This is the first time to operate the UCTD system on R/V Mirai. The observation in this cruise is
dedicated to confirm procedures to operate UCTD system on R/V Mirai, to check the data quality, and to
examine some possible patterns of the observation in near future.
(3)
Methods
The UCTD system, manufactured by Oceanscience Group, is utilized in this cruise.
The system consists of the probe unit and on-deck unit with the winch and the rewinder, as in Fig.
1. After spooling the line for certain length onto the probe unit (in “tail spool” part), the probe unit is
released from the vessels into the ocean, and then measure temperature, conductivity and pressure during
its free-fall with speed of roughly 4 m/s in the ocean. The probe unit is physically connected to the winch
on the vessel by line. Releasing the line from the tail spool ensure the probe unit to be fall without
physical forcing by the movement of the vessel. After the probe unit reaches the deepest layer for
observation, it is recovered by using the winch on the vessel. The observed data are stored in the
memory within the probe unit. The dataset can be downloaded into PCs via Bluetooth communication on
the deck.
The specifications of the sensors are in Table 5.16-1. The UCTD system used in this cruise can
observe temperature, conductivity and pressure from surface to 1000 m depth with 16 Hz sampling rate.
During the profiling, the vessel can be cruised (straight line recommended). The manufacturer
recommends the maximum speed of the vessel during the profiling as in Table 5.16-2. In this cruise, we
examine various cruising speed up to 12 knot and confirm there are no apparent problem for the
examined speeds.
Table 5.16-1: Specification of the sensors of the UCTD system in this cruise.
Parameter
Accuracy
Resolution
Range
Temperature (deg.C)
0.004
0.002
-5 to 43
Conductivity (S/m)
0.0003
0.0005
0 to 9
Pressure (dbar)
1.0
0.5
0 to 2000
Table 5.16-2: Maximum speed of the vessel during profile, recommended by the manufacturer.

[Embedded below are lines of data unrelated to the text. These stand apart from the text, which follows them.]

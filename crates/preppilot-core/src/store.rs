//! Session slot holding the latest prep pack.
//!
//! Two implementations: [`SessionStore`] keeps the pack in memory for the
//! controller that owns it, [`FileStore`] keeps it under a fixed key in the
//! user cache directory so the last result can be reopened.

use std::fs;
use std::path::{Path, PathBuf};

use crate::error::{LoadError, StoreError};
use crate::pack::PrepPack;

/// Fixed name of the slot.
pub const STORAGE_KEY: &str = "preppilot_result";

pub trait ResultStore {
    /// Replace whatever is stored with `pack`.
    fn save(&mut self, pack: &PrepPack) -> Result<(), StoreError>;

    /// The stored pack. `NotFound` and `Parse` both mean "send the user back
    /// to the input screen".
    fn load(&self) -> Result<PrepPack, LoadError>;

    fn clear(&mut self) -> Result<(), StoreError>;
}

#[derive(Debug, Default)]
pub struct SessionStore {
    slot: Option<PrepPack>,
}

impl SessionStore {
    pub fn new() -> Self {
        Self::default()
    }

    pub fn is_empty(&self) -> bool {
        self.slot.is_none()
    }

    /// Borrow the stored pack without cloning it.
    pub fn current(&self) -> Option<&PrepPack> {
        self.slot.as_ref()
    }
}

impl ResultStore for SessionStore {
    fn save(&mut self, pack: &PrepPack) -> Result<(), StoreError> {
        self.slot = Some(pack.clone());
        Ok(())
    }

    fn load(&self) -> Result<PrepPack, LoadError> {
        self.slot.clone().ok_or(LoadError::NotFound)
    }

    fn clear(&mut self) -> Result<(), StoreError> {
        self.slot = None;
        Ok(())
    }
}

#[derive(Debug, Clone)]
pub struct FileStore {
    path: PathBuf,
}

impl FileStore {
    pub fn new(dir: &Path) -> Self {
        Self {
            path: dir.join(format!("{}.json", STORAGE_KEY)),
        }
    }

    /// Store under `<cache_dir>/preppilot`, falling back to the temp dir.
    pub fn in_cache_dir() -> Self {
        let dir = dirs::cache_dir()
            .unwrap_or_else(std::env::temp_dir)
            .join("preppilot");
        Self::new(&dir)
    }

    pub fn path(&self) -> &Path {
        &self.path
    }
}

impl ResultStore for FileStore {
    fn save(&mut self, pack: &PrepPack) -> Result<(), StoreError> {
        if let Some(parent) = self.path.parent() {
            fs::create_dir_all(parent)?;
        }

        let json = pack.to_json()?;
        let tmp = self.path.with_extension("json.tmp");
        fs::write(&tmp, json)?;
        fs::rename(&tmp, &self.path)?;
        tracing::debug!(path = %self.path.display(), "prep pack saved");
        Ok(())
    }

    fn load(&self) -> Result<PrepPack, LoadError> {
        let json = match fs::read_to_string(&self.path) {
            Ok(json) => json,
            Err(err) if err.kind() == std::io::ErrorKind::NotFound => return Err(LoadError::NotFound),
            Err(err) => return Err(err.into()),
        };
        PrepPack::from_json(&json)
    }

    fn clear(&mut self) -> Result<(), StoreError> {
        match fs::remove_file(&self.path) {
            Ok(()) => Ok(()),
            Err(err) if err.kind() == std::io::ErrorKind::NotFound => Ok(()),
            Err(err) => Err(err.into()),
        }
    }
}

#[cfg(test)]
mod tests {
    use super::*;
    use crate::pack::TechQuestion;

    fn sample_pack() -> PrepPack {
        PrepPack {
            role_summary: "X".to_string(),
            required_skills: vec!["A".to_string(), "B".to_string()],
            tech_questions: vec![TechQuestion {
                question: "Q1".to_string(),
                answer_outline: "O1".to_string(),
            }],
            hr_questions: vec!["H1".to_string()],
            resume_improvements: vec!["R1".to_string()],
            study_plan: vec!["Day1 plan".to_string()],
        }
    }

    #[test]
    fn test_session_store_round_trip() {
        let mut store = SessionStore::new();
        assert!(matches!(store.load(), Err(LoadError::NotFound)));

        store.save(&sample_pack()).unwrap();
        assert_eq!(store.load().unwrap(), sample_pack());

        store.clear().unwrap();
        assert!(store.is_empty());
    }

    #[test]
    fn test_session_store_last_write_wins() {
        let mut store = SessionStore::new();
        store.save(&sample_pack()).unwrap();
        let second = PrepPack { role_summary: "Y".to_string(), ..PrepPack::default() };
        store.save(&second).unwrap();
        assert_eq!(store.load().unwrap(), second);
    }

    #[test]
    fn test_file_store_round_trip() {
        let dir = tempfile::tempdir().unwrap();
        let mut store = FileStore::new(dir.path());
        assert!(matches!(store.load(), Err(LoadError::NotFound)));

        store.save(&sample_pack()).unwrap();
        assert!(store.path().ends_with("preppilot_result.json"));
        assert_eq!(store.load().unwrap(), sample_pack());

        let empty = PrepPack::default();
        store.save(&empty).unwrap();
        assert_eq!(store.load().unwrap(), empty);
    }

    #[test]
    fn test_file_store_malformed_content() {
        let dir = tempfile::tempdir().unwrap();
        let store = FileStore::new(dir.path());
        fs::write(store.path(), "{\"required_skills\": {}}").unwrap();
        assert!(matches!(store.load(), Err(LoadError::Parse(_))));
    }

    #[test]
    fn test_file_store_clear_is_idempotent() {
        let dir = tempfile::tempdir().unwrap();
        let mut store = FileStore::new(dir.path());
        store.save(&sample_pack()).unwrap();
        store.clear().unwrap();
        store.clear().unwrap();
        assert!(matches!(store.load(), Err(LoadError::NotFound)));
    }
}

Max. depth to profile Max Speed (knot)
0 to 350 m
13
350 to 400 m
12
400 to 450 m
11
450 to 500 m
10
500 to 550 m
8
550 to 600 m
6
600 to 650 m
4
650 to 1000 m
2
Fig. 1: UCTD system installed and operated on R/V Mirai. (left) On-deck unit, consists of the winch and the
rewinder. (right) Probe unit, consists of sensor probe (bottom half) and tail spool (top half). The right figure is
just before towing from the upper deck.
During the cruise, the UCTD was deployed onto the sea for 42 times. All the deployments are listed
in Table 5.16-3. Most of the deployments utilize full UCTD system, except followings: The dummy
probe without sensor was utilized for the test of the system for three times at station P001, P002 and
P003. The probe was attached to the metal frame for CTD / Carousel system to compare the results
directly to the CTD system (see Section 5.10) for three times at station 009, 012 and 013.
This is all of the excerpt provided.